→ Action item
When you write the records again, keep every line exactly as it was.
Start of Data extract
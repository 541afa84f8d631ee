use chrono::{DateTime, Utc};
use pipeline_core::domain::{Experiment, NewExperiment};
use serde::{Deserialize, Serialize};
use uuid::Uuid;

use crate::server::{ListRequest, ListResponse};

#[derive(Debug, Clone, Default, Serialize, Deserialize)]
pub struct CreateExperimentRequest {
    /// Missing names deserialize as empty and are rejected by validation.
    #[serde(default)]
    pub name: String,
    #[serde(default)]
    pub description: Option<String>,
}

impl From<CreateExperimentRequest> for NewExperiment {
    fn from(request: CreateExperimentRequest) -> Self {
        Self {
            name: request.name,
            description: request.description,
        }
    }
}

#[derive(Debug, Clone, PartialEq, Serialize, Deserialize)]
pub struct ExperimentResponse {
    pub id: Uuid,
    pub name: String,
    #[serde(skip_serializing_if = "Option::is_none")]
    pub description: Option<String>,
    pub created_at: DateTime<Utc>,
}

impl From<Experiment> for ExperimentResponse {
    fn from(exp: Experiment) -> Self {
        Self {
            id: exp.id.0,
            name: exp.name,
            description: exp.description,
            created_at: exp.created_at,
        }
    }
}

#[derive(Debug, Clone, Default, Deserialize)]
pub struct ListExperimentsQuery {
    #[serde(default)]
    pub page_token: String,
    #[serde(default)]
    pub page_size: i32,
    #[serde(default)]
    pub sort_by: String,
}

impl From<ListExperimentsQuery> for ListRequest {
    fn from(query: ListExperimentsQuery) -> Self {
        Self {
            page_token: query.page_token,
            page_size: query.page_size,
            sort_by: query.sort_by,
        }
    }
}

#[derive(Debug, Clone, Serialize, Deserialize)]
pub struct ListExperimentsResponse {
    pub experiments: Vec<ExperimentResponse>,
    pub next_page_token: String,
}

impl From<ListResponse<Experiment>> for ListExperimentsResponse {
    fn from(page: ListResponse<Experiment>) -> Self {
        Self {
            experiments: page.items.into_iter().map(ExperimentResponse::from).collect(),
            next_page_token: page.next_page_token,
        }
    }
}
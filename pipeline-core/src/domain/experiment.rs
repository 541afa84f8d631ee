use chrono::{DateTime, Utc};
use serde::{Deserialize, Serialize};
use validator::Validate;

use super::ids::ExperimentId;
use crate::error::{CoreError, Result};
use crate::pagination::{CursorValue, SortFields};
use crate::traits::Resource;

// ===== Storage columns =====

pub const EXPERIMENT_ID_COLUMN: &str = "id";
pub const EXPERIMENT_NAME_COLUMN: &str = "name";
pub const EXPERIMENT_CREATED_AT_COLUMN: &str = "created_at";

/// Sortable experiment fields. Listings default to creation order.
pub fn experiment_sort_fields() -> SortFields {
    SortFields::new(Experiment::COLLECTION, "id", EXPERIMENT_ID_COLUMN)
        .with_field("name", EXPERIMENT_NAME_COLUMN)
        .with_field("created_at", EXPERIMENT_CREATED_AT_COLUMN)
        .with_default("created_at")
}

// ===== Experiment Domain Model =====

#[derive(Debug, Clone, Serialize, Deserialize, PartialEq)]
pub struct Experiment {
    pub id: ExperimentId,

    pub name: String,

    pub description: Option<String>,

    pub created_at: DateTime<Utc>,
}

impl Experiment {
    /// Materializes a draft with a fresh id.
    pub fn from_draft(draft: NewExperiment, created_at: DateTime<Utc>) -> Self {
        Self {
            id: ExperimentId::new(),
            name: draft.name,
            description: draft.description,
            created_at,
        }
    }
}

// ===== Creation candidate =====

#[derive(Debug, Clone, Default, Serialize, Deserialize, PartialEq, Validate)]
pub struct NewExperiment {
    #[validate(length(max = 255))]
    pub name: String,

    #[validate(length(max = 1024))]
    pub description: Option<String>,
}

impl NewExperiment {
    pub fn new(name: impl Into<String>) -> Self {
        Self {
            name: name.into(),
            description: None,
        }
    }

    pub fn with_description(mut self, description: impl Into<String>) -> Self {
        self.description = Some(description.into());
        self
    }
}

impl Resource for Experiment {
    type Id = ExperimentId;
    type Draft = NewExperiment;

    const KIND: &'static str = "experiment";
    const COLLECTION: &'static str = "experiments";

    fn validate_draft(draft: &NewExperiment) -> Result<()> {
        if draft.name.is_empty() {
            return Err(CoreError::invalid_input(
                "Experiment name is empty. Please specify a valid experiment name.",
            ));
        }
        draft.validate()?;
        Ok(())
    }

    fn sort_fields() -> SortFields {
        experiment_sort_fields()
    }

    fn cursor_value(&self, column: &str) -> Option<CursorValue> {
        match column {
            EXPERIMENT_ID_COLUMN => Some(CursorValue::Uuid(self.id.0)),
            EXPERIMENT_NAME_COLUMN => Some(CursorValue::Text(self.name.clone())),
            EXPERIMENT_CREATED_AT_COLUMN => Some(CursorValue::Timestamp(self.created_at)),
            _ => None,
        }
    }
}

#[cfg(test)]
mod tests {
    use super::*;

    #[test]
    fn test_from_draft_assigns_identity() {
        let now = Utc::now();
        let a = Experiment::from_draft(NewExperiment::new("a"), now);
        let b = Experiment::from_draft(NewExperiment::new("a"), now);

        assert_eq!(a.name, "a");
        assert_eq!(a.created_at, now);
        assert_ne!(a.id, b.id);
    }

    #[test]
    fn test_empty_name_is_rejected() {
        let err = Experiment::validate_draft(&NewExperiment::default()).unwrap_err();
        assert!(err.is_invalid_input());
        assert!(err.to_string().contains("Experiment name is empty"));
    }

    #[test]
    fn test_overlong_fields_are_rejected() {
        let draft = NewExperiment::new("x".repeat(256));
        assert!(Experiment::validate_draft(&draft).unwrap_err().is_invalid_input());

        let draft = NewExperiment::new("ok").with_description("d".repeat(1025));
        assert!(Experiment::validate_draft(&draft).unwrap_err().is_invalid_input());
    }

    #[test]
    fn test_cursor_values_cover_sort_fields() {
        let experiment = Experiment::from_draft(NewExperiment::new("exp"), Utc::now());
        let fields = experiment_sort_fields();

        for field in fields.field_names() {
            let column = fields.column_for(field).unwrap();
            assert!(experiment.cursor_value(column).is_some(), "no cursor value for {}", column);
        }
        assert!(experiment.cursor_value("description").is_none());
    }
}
End of Data extract
→ Result
repository 541afa84f8d631ee
use chrono::{DateTime, Utc};
use pipeline_core::domain::{Experiment, NewExperiment};
use serde::{Deserialize, Serialize};
use uuid::Uuid;

use crate::server::{ListRequest, ListResponse};

#[derive(Debug, Clone, Default, Serialize, Deserialize)]
pub struct CreateExperimentRequest {
    /// Missing names deserialize as empty and are rejected by validation.
    #[serde(default)]
    pub name: String,
    #[serde(default)]
    pub description: Option<String>,
}

impl From<CreateExperimentRequest> for NewExperiment {
    fn from(request: CreateExperimentRequest) -> Self {
        Self {
            name: request.name,
            description: request.description,
        }
    }
}

#[derive(Debug, Clone, PartialEq, Serialize, Deserialize)]
pub struct ExperimentResponse {
    pub id: Uuid,
    pub name: String,
    #[serde(skip_serializing_if = "Option::is_none")]
    pub description: Option<String>,
    pub created_at: DateTime<Utc>,
}

impl From<Experiment> for ExperimentResponse {
    fn from(exp: Experiment) -> Self {
        Self {
            id: exp.id.0,
            name: exp.name,
            description: exp.description,
            created_at: exp.created_at,
        }
    }
}

#[derive(Debug, Clone, Default, Deserialize)]
pub struct ListExperimentsQuery {
    #[serde(default)]
    pub page_token: String,
    #[serde(default)]
    pub page_size: i32,
    #[serde(default)]
    pub sort_by: String,
}

impl From<ListExperimentsQuery> for ListRequest {
    fn from(query: ListExperimentsQuery) -> Self {
        Self {
            page_token: query.page_token,
            page_size: query.page_size,
            sort_by: query.sort_by,
        }
    }
}

#[derive(Debug, Clone, Serialize, Deserialize)]
pub struct ListExperimentsResponse {
    pub experiments: Vec<ExperimentResponse>,
    pub next_page_token: String,
}

impl From<ListResponse<Experiment>> for ListExperimentsResponse {
    fn from(page: ListResponse<Experiment>) -> Self {
        Self {
            experiments: page.items.into_iter().map(ExperimentResponse::from).collect(),
            next_page_token: page.next_page_token,
        }
    }
}
filename pipeline-core/src/domain/experiment.rs
repository 541afa84f8d631ee
use chrono::{DateTime, Utc};
use serde::{Deserialize, Serialize};
use validator::Validate;

use super::ids::ExperimentId;
use crate::error::{CoreError, Result};
use crate::pagination::{CursorValue, SortFields};
use crate::traits::Resource;

// ===== Storage columns =====

pub const EXPERIMENT_ID_COLUMN: &str = "id";
pub const EXPERIMENT_NAME_COLUMN: &str = "name";
pub const EXPERIMENT_CREATED_AT_COLUMN: &str = "created_at";

/// Sortable experiment fields. Listings default to creation order.
pub fn experiment_sort_fields() -> SortFields {
    SortFields::new(Experiment::COLLECTION, "id", EXPERIMENT_ID_COLUMN)
        .with_field("name", EXPERIMENT_NAME_COLUMN)
        .with_field("created_at", EXPERIMENT_CREATED_AT_COLUMN)
        .with_default("created_at")
}

// ===== Experiment Domain Model =====

#[derive(Debug, Clone, Serialize, Deserialize, PartialEq)]
pub struct Experiment {
    pub id: ExperimentId,

    pub name: String,

    pub description: Option<String>,

    pub created_at: DateTime<Utc>,
}

impl Experiment {
    /// Materializes a draft with a fresh id.
    pub fn from_draft(draft: NewExperiment, created_at: DateTime<Utc>) -> Self {
        Self {
            id: ExperimentId::new(),
            name: draft.name,
            description: draft.description,
            created_at,
        }
    }
}

// ===== Creation candidate =====

#[derive(Debug, Clone, Default, Serialize, Deserialize, PartialEq, Validate)]
pub struct NewExperiment {
    #[validate(length(max = 255))]
    pub name: String,

    #[validate(length(max = 1024))]
    pub description: Option<String>,
}

impl NewExperiment {
    pub fn new(name: impl Into<String>) -> Self {
        Self {
            name: name.into(),
            description: None,
        }
    }

    pub fn with_description(mut self, description: impl Into<String>) -> Self {
        self.description = Some(description.into());
        self
    }
}

impl Resource for Experiment {
    type Id = ExperimentId;
    type Draft = NewExperiment;

    const KIND: &'static str = "experiment";
    const COLLECTION: &'static str = "experiments";

    fn validate_draft(draft: &NewExperiment) -> Result<()> {
        if draft.name.is_empty() {
            return Err(CoreError::invalid_input(
                "Experiment name is empty. Please specify a valid experiment name.",
            ));
        }
        draft.validate()?;
        Ok(())
    }

    fn sort_fields() -> SortFields {
        experiment_sort_fields()
    }

    fn cursor_value(&self, column: &str) -> Option<CursorValue> {
        match column {
            EXPERIMENT_ID_COLUMN => Some(CursorValue::Uuid(self.id.0)),
            EXPERIMENT_NAME_COLUMN => Some(CursorValue::Text(self.name.clone())),
            EXPERIMENT_CREATED_AT_COLUMN => Some(CursorValue::Timestamp(self.created_at)),
            _ => None,
        }
    }
}

#[cfg(test)]
mod tests {
    use super::*;

    #[test]
    fn test_from_draft_assigns_identity() {
        let now = Utc::now();
        let a = Experiment::from_draft(NewExperiment::new("a"), now);
        let b = Experiment::from_draft(NewExperiment::new("a"), now);

        assert_eq!(a.name, "a");
        assert_eq!(a.created_at, now);
        assert_ne!(a.id, b.id);
    }

    #[test]
    fn test_empty_name_is_rejected() {
        let err = Experiment::validate_draft(&NewExperiment::default()).unwrap_err();
        assert!(err.is_invalid_input());
        assert!(err.to_string().contains("Experiment name is empty"));
    }

    #[test]
    fn test_overlong_fields_are_rejected() {
        let draft = NewExperiment::new("x".repeat(256));
        assert!(Experiment::validate_draft(&draft).unwrap_err().is_invalid_input());

        let draft = NewExperiment::new("ok").with_description("d".repeat(1025));
        assert!(Experiment::validate_draft(&draft).unwrap_err().is_invalid_input());
    }

    #[test]
    fn test_cursor_values_cover_sort_fields() {
        let experiment = Experiment::from_draft(NewExperiment::new("exp"), Utc::now());
        let fields = experiment_sort_fields();

        for field in fields.field_names() {
            let column = fields.column_for(field).unwrap();
            assert!(experiment.cursor_value(column).is_some(), "no cursor value for {}", column);
        }
        assert!(experiment.cursor_value("description").is_none());
    }
}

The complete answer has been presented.